Scopri la leggenda nascosta dietro al famoso vino 

Lacryma Christi

La prima cosa che di solito ci viene in mente quando sentiamo parlare del Vesuvio, è l’eruzione che nel 79 D.C. distrusse le città di Pompei ed Ercolano.
Ma la terra “nera” che circonda il vulcano in stato quiescente, ovvero in “tranquillità'” anche se classificato comunque come uno dei vulcani più attivi e pericolosi al mondo, è terra fertile e da questa area provengono alcuni tra i migliori vini che si producono in Italia.
Tanti scrittori del mondo antico decantarono la prelibatezza dei vini provenienti da quest’area dell’impero Romano, non dimentichiamoci infatti che Pompei prima di essere sepolta dalle ceneri dell’eruzione era considerata una delle città più belle e importanti dell’impero, e troviamo riferimenti ai vini del Vesuvio già nelle opere di Plinio il Vecchio, Catone e Marziale (solo per citarne alcuni).
Tra i più famosi vini della zona possiamo citare il Lacryma Christi, famoso non solo per il suo gusto e il suo corpo, ma anche grazie alla leggenda che si racconta riguardo all’etimologia del suo nome.
Si narra infatti che Lucifero rubò un pezzo del paradiso e ne costruì il golfo di Napoli (che detto tra noi leggenda o non leggenda… questa zona d’Italia sembra davvero un paradiso!) Gesù Cristo fu talmente addolorato da questa perdita che pianse talmente tanto da formare con le sue lacrime dei veri e propri torrenti, che scorrendo giù dalle pendici del vulcano inondarono la zona e fecero crescere la vite usata per produrre l’uva di questo vino.
Ma questa non è l’unica versione della storia, esiste anche un’altra leggenda circa l’origine di questo vino. La seconda leggenda invece narra che Gesù andò a far visita ad un’eremita che viveva alle falde del Vesuvio, e colpito dalla fede di quest’ultimo, trasformò l’acqua scadente con cui si abbeverava, in una bevanda prelibata, il vino appunto, a cui diedero il nome di Lacryma Christi.
Il Lacryma Christi e’ un vino DOP ovvero di origine protetta. Il prestigioso riconoscimento dato dall’unione europea a determinati prodotti alimentari, garantisce che le peculiari caratteristiche qualitative dipendano essenzialmente o esclusivamente dal territorio in cui sono prodotti.

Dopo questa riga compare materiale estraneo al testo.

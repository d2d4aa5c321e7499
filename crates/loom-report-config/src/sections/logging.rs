// Copyright (c) 2025 Geoffrey Huntley <ghuntley@ghuntley.com>. All rights reserved.
// SPDX-License-Identifier: Proprietary

//! Diagnostic logging section.

use serde::{Deserialize, Serialize};

fn default_level() -> String {
	"info".to_string()
}

#[derive(Debug, Clone, Default, Serialize, Deserialize, PartialEq)]
pub struct LoggingConfigLayer {
	pub level: Option<String>,
	pub json: Option<bool>,
}

impl LoggingConfigLayer {
	pub fn merge(&mut self, other: Self) {
		if other.level.is_some() {
			self.level = other.level;
		}
		if other.json.is_some() {
			self.json = other.json;
		}
	}

	pub fn finalize(self) -> LoggingConfig {
		LoggingConfig {
			level: self.level.unwrap_or_else(default_level),
			json: self.json.unwrap_or(false),
		}
	}
}

#[derive(Debug, Clone, Serialize, Deserialize, PartialEq)]
pub struct LoggingConfig {
	/// `EnvFilter` directive, e.g. `info,loom_report=debug`.
	pub level: String,
	pub json: bool,
}

impl Default for LoggingConfig {
	fn default() -> Self {
		Self {
			level: default_level(),
			json: false,
		}
	}
}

In questo caso l’ambiente con il suo clima mite, la vicinanza con il mare, e le colate laviche con cui si è formato il terreno, sono tutti fattori che concorrono alla crescita di uve straordinarie.

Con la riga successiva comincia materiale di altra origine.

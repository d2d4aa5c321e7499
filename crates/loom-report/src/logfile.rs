// Copyright (c) 2025 Geoffrey Huntley <ghuntley@ghuntley.com>. All rights reserved.
// SPDX-License-Identifier: Proprietary

//! Plain-text application log kept on disk so it can ride along in reports.
//!
//! Three flavours exist: a single appended file, a daily file that switches
//! at midnight, and a rolling file backed up once it grows past a limit.
//! Every line carries a timestamp header. Write failures are reported once
//! on stderr and otherwise dropped; logging must never take the host down.

use std::fmt::Debug;
use std::fs::{self, File, OpenOptions};
use std::io::{self, BufWriter, Write};
use std::path::{Path, PathBuf};
use std::sync::atomic::{AtomicBool, Ordering};

use chrono::{Local, NaiveDate, NaiveDateTime, Utc};
use loom_report_config::LogConfig;
use parking_lot::Mutex;

use crate::listener::{Listener, LogMessage};
use crate::lock::NamedLock;

const PLAIN_HEADER: &str = "%d-%m-%Y %H:%M:%S - ";
const DAILY_HEADER: &str = "%H:%M:%S - ";
const DAILY_NAME: &str = "%Y-%m-%d.log";

#[derive(Debug, Clone)]
pub struct LogFileOptions {
	pub utc: bool,
	pub auto_flush: bool,
	pub instance: Option<String>,
	/// Name of a [`NamedLock`] taken around every write and flush.
	pub lock_name: Option<String>,
}

impl Default for LogFileOptions {
	fn default() -> Self {
		Self {
			utc: false,
			auto_flush: true,
			instance: None,
			lock_name: None,
		}
	}
}

impl From<&LogConfig> for LogFileOptions {
	fn from(config: &LogConfig) -> Self {
		Self {
			utc: config.utc,
			auto_flush: config.auto_flush,
			instance: config.instance.clone(),
			lock_name: config.lock_name.clone(),
		}
	}
}

pub struct LogFile {
	inner: Mutex<Inner>,
	utc: bool,
	auto_flush: bool,
	lock: Option<NamedLock>,
	failure_reported: AtomicBool,
}

struct Inner {
	path: PathBuf,
	writer: BufWriter<File>,
	daily: Option<Daily>,
	instance: Option<String>,
}

struct Daily {
	folder: PathBuf,
	date: NaiveDate,
}

impl LogFile {
	/// Appends to `path`, creating it if absent.
	pub fn open(path: impl Into<PathBuf>, options: LogFileOptions) -> io::Result<Self> {
		Self::build(path.into(), None, options)
	}

	/// Writes `<folder>/yyyy-MM-dd.log`, moving to a new file on the first
	/// line written on a later date.
	pub fn daily(folder: impl Into<PathBuf>, options: LogFileOptions) -> io::Result<Self> {
		let folder = folder.into();
		fs::create_dir_all(&folder)?;
		let date = now(options.utc).date();
		let path = daily_path(&folder, date);
		Self::build(path, Some(Daily { folder, date }), options)
	}

	/// Moves an existing file larger than `max_size` bytes to `<stem>.bak`,
	/// replacing an older backup, then appends to a fresh `path`.
	pub fn rolling(path: impl Into<PathBuf>, max_size: u64, options: LogFileOptions) -> io::Result<Self> {
		let path = path.into();
		match fs::metadata(&path) {
			Ok(meta) if meta.len() > max_size => {
				let backup = path.with_extension("bak");
				remove_if_exists(&backup)?;
				fs::rename(&path, &backup)?;
			}
			Ok(_) => {}
			Err(e) if e.kind() == io::ErrorKind::NotFound => {}
			Err(e) => return Err(e),
		}
		Self::open(path, options)
	}

	/// Opens the log the configuration asks for, if any.
	pub fn from_config(config: &LogConfig) -> io::Result<Option<Self>> {
		let options = LogFileOptions::from(config);
		match (&config.file, &config.daily_folder, config.max_size_bytes) {
			(Some(file), _, Some(max_size)) => Self::rolling(file.clone(), max_size, options).map(Some),
			(Some(file), _, None) => Self::open(file.clone(), options).map(Some),
			(None, Some(folder), _) => Self::daily(folder.clone(), options).map(Some),
			(None, None, _) => Ok(None),
		}
	}

	fn build(path: PathBuf, daily: Option<Daily>, options: LogFileOptions) -> io::Result<Self> {
		let writer = BufWriter::new(open_append(&path)?);
		let lock = options.lock_name.as_deref().map(NamedLock::open).transpose()?;

		Ok(Self {
			inner: Mutex::new(Inner {
				path,
				writer,
				daily,
				instance: options.instance.filter(|i| !i.trim().is_empty()),
			}),
			utc: options.utc,
			auto_flush: options.auto_flush,
			lock,
			failure_reported: AtomicBool::new(false),
		})
	}

	/// The file currently written to.
	pub fn path(&self) -> PathBuf {
		self.inner.lock().path.clone()
	}

	pub fn instance(&self) -> Option<String> {
		self.inner.lock().instance.clone()
	}

	/// Sets the id written after the timestamp of every following line.
	pub fn set_instance(&self, instance: Option<String>) {
		self.inner.lock().instance = instance.filter(|i| !i.trim().is_empty());
	}

	pub fn uses_lock(&self) -> bool {
		self.lock.is_some()
	}

	pub fn write_line(&self, message: &str) {
		if let Err(e) = self.try_write_line(message) {
			self.report_failure(&e, message);
		}
	}

	/// Writes `message` followed by an indented `Debug` rendering of `value`.
	pub fn dump<T: Debug + ?Sized>(&self, message: &str, value: &T) {
		self.write_line(&render_dump(message, value));
	}

	/// Only needed when `auto_flush` is off.
	pub fn flush(&self) {
		let result = (|| -> io::Result<()> {
			let _held = self.lock.as_ref().map(NamedLock::acquire).transpose()?;
			self.inner.lock().writer.flush()
		})();
		if let Err(e) = result {
			self.report_failure(&e, "failed to flush log file");
		}
	}

	fn try_write_line(&self, message: &str) -> io::Result<()> {
		let _held = self.lock.as_ref().map(NamedLock::acquire).transpose()?;
		let mut inner = self.inner.lock();

		let now = now(self.utc);
		inner.roll_daily(now.date())?;

		let format = if inner.daily.is_some() { DAILY_HEADER } else { PLAIN_HEADER };
		let mut line = now.format(format).to_string();
		if let Some(instance) = &inner.instance {
			line.push_str(instance);
			line.push_str(" - ");
		}
		line.push_str(message);
		writeln!(inner.writer, "{line}")?;

		if self.auto_flush {
			inner.writer.flush()?;
		}
		Ok(())
	}

	fn report_failure(&self, error: &io::Error, message: &str) {
		if self.failure_reported.swap(true, Ordering::Relaxed) {
			return;
		}
		let _ = writeln!(
			io::stderr(),
			"Failed to log message: {error}\n\nOriginal Message:\n{message}"
		);
	}
}

impl Inner {
	fn roll_daily(&mut self, today: NaiveDate) -> io::Result<()> {
		let Some(daily) = &mut self.daily else {
			return Ok(());
		};
		if daily.date == today {
			return Ok(());
		}

		self.writer.flush()?;
		let path = daily_path(&daily.folder, today);
		self.writer = BufWriter::new(open_append(&path)?);
		self.path = path;
		daily.date = today;
		Ok(())
	}
}

impl Drop for LogFile {
	fn drop(&mut self) {
		let _ = self.inner.get_mut().writer.flush();
	}
}

impl Listener for LogFile {
	fn on_message(&self, message: &LogMessage) {
		self.write_line(&message.to_string());
	}
}

fn now(utc: bool) -> NaiveDateTime {
	if utc {
		Utc::now().naive_utc()
	} else {
		Local::now().naive_local()
	}
}

fn daily_path(folder: &Path, date: NaiveDate) -> PathBuf {
	folder.join(date.format(DAILY_NAME).to_string())
}

fn open_append(path: &Path) -> io::Result<File> {
	OpenOptions::new().create(true).append(true).open(path)
}

fn remove_if_exists(path: &Path) -> io::Result<()> {
	match fs::remove_file(path) {
		Ok(()) => Ok(()),
		Err(e) if e.kind() == io::ErrorKind::NotFound => Ok(()),
		Err(e) => Err(e),
	}
}

fn render_dump<T: Debug + ?Sized>(message: &str, value: &T) -> String {
	let mut out = String::from(message);
	for line in format!("{value:#?}").lines() {
		out.push('\n');
		out.push_str("    ");
		out.push_str(line);
	}
	out
}

#[cfg(test)]
mod tests {
	use super::*;
	use regex::Regex;
	use tempfile::TempDir;

	fn read(path: &Path) -> String {
		fs::read_to_string(path).unwrap()
	}

	#[test]
	fn plain_lines_carry_date_header() {
		let dir = TempDir::new().unwrap();
		let path = dir.path().join("app.log");
		let log = LogFile::open(&path, LogFileOptions::default()).unwrap();

		log.write_line("started");
		log.set_instance(Some("worker-2".into()));
		log.write_line("second");

		let text = read(&path);
		let lines: Vec<&str> = text.lines().collect();
		let plain = Regex::new(r"^\d{2}-\d{2}-\d{4} \d{2}:\d{2}:\d{2} - started$").unwrap();
		let tagged = Regex::new(r"^\d{2}-\d{2}-\d{4} \d{2}:\d{2}:\d{2} - worker-2 - second$").unwrap();
		assert!(plain.is_match(lines[0]), "{}", lines[0]);
		assert!(tagged.is_match(lines[1]), "{}", lines[1]);
	}

	#[test]
	fn appends_to_existing_file() {
		let dir = TempDir::new().unwrap();
		let path = dir.path().join("app.log");
		fs::write(&path, "earlier\n").unwrap();

		let log = LogFile::open(&path, LogFileOptions::default()).unwrap();
		log.write_line("later");

		let text = read(&path);
		assert!(text.starts_with("earlier\n"));
		assert!(text.trim_end().ends_with(" - later"));
	}

	#[test]
	fn blank_instance_is_ignored() {
		let dir = TempDir::new().unwrap();
		let options = LogFileOptions {
			instance: Some("   ".into()),
			..Default::default()
		};
		let log = LogFile::open(dir.path().join("a.log"), options).unwrap();
		assert_eq!(log.instance(), None);
	}

	#[test]
	fn daily_log_uses_dated_name_and_time_header() {
		let dir = TempDir::new().unwrap();
		let options = LogFileOptions {
			utc: true,
			..Default::default()
		};
		let log = LogFile::daily(dir.path().join("logs"), options).unwrap();
		log.write_line("tick");

		let expected = dir
			.path()
			.join("logs")
			.join(Utc::now().date_naive().format("%Y-%m-%d.log").to_string());
		assert_eq!(log.path(), expected);
		let header = Regex::new(r"^\d{2}:\d{2}:\d{2} - tick$").unwrap();
		assert!(header.is_match(read(&expected).trim_end()));
	}

	#[test]
	fn daily_log_switches_file_on_new_date() {
		let dir = TempDir::new().unwrap();
		let options = LogFileOptions {
			utc: true,
			..Default::default()
		};
		let log = LogFile::daily(dir.path(), options).unwrap();
		let today = log.path();

		{
			let mut inner = log.inner.lock();
			let yesterday = Utc::now().date_naive().pred_opt().unwrap();
			let stale = daily_path(dir.path(), yesterday);
			inner.writer = BufWriter::new(open_append(&stale).unwrap());
			inner.path = stale;
			if let Some(daily) = &mut inner.daily {
				daily.date = yesterday;
			}
		}

		log.write_line("after midnight");
		assert_eq!(log.path(), today);
		assert!(read(&today).contains("after midnight"));
	}

	#[test]
	fn rolling_log_backs_up_oversized_file() {
		let dir = TempDir::new().unwrap();
		let path = dir.path().join("app.log");
		let backup = dir.path().join("app.bak");
		fs::write(&backup, "ancient").unwrap();
		fs::write(&path, "x".repeat(64)).unwrap();

		let log = LogFile::rolling(&path, 32, LogFileOptions::default()).unwrap();
		log.write_line("fresh");

		assert_eq!(read(&backup), "x".repeat(64));
		assert!(read(&path).trim_end().ends_with(" - fresh"));
	}

	#[test]
	fn rolling_log_keeps_small_file() {
		let dir = TempDir::new().unwrap();
		let path = dir.path().join("app.log");
		fs::write(&path, "small\n").unwrap();

		let log = LogFile::rolling(&path, 1024, LogFileOptions::default()).unwrap();
		log.write_line("more");

		assert!(!dir.path().join("app.bak").exists());
		assert!(read(&path).starts_with("small\n"));
	}

	#[test]
	fn manual_flush_without_auto_flush() {
		let dir = TempDir::new().unwrap();
		let path = dir.path().join("app.log");
		let options = LogFileOptions {
			auto_flush: false,
			..Default::default()
		};
		let log = LogFile::open(&path, options).unwrap();
		log.write_line("buffered");
		assert_eq!(read(&path), "");

		log.flush();
		assert!(read(&path).contains("buffered"));
	}

	#[test]
	fn dump_indents_debug_output() {
		#[derive(Debug)]
		#[allow(dead_code)]
		struct Settings {
			retries: u32,
			host: &'static str,
		}

		let rendered = render_dump(
			"settings",
			&Settings {
				retries: 3,
				host: "smtp.local",
			},
		);
		assert_eq!(
			rendered,
			"settings\n    Settings {\n        retries: 3,\n        host: \"smtp.local\",\n    }"
		);
	}

	#[test]
	fn config_without_targets_opens_nothing() {
		assert!(LogFile::from_config(&LogConfig::default()).unwrap().is_none());
	}

	#[test]
	fn write_line_with_lock() {
		let dir = TempDir::new().unwrap();
		let path = dir.path().join("locked.log");
		let options = LogFileOptions {
			lock_name: Some(format!("loom-report-test-{}", std::process::id())),
			..Default::default()
		};
		let log = LogFile::open(&path, options).unwrap();
		assert!(log.uses_lock());
		log.write_line("guarded");
		assert!(read(&path).contains("guarded"));
	}
}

L’uva “caprettone, la “catalanesca” e la “piedirosso” sono le uve che crescono alle pendici del Vesuvio e vengono usate per i due vini DOP di quest’area, il sopracitato Lacryma Christi e il Vino del vesuvio, l’altro vino DOP di questa zona.
Entrambi i vini possono essere Bianchi, Rosati o Rossi a seconda del mix e delle quantità usate delle uve sopracitate. La caratteristica che contraddistingue i due vini è la resa alcolica: 12 gradi per il Lacryma Christi e 10,5 gradi per il Vino del Vesuvio.

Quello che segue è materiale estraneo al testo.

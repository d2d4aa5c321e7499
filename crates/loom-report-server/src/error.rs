// Copyright (c) 2025 Geoffrey Huntley <ghuntley@ghuntley.com>. All rights reserved.
// SPDX-License-Identifier: Proprietary

//! Startup errors for the report collector.

use thiserror::Error;

pub type Result<T> = std::result::Result<T, ServerError>;

#[derive(Debug, Error)]
pub enum ServerError {
	#[error("invalid file name pattern: {0}")]
	Pattern(#[from] regex::Error),

	#[error(transparent)]
	Config(#[from] loom_report_config::ConfigError),

	#[error(transparent)]
	Mail(#[from] loom_report_smtp::MailError),

	#[error("I/O error: {0}")]
	Io(#[from] std::io::Error),
}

Non essendo io un Sommelier esperto, non sono in grado di darvi le caratteristiche dei vini, ma posso dirvi che assaggiandoli, i vini bianchi hanno un sapore pieno e morbido ed un profumo che ricorda la frutta bianca, mentre il sapore dei vini rossi è più caldo e persistente.
Ma da esperta guida turistica vi posso sicuramente consigliare senza paura di sbagliare, di non perdere l’occasione di vedere questa zona: una bella escursione nella zona di Napoli proposta da  “I migliori weekend in Italia”, che include la visita ai crateri del Vesuvio, l’assaggio di vini DOP della zona, la visita alle cantine e un gustoso pranzo.
Progettare viaggi futuri, da fare non appena finirà questo lungo periodo di quarantena, è un modo originale e divertente per evadere dalle nostre case, e iniziare a pensare alla vita che ci aspetterà dopo! Una passeggiata fuori porta all’aria aperta, Napoli la città dei mille colori & sapori, poter ammirare il Vesuvio una delle bellezze naturali che tutto il mondo ci invidia, godere della vista mozzafiato sul Golfo e sorseggiare un ottimo vino in compagnia di parenti e amici che non abbiamo potuto vedere da tanto tempo. Un piano perfetto no? D’altra parte, si sa… il Golfo di Napoli è proprio un pezzo staccato dal paradiso!!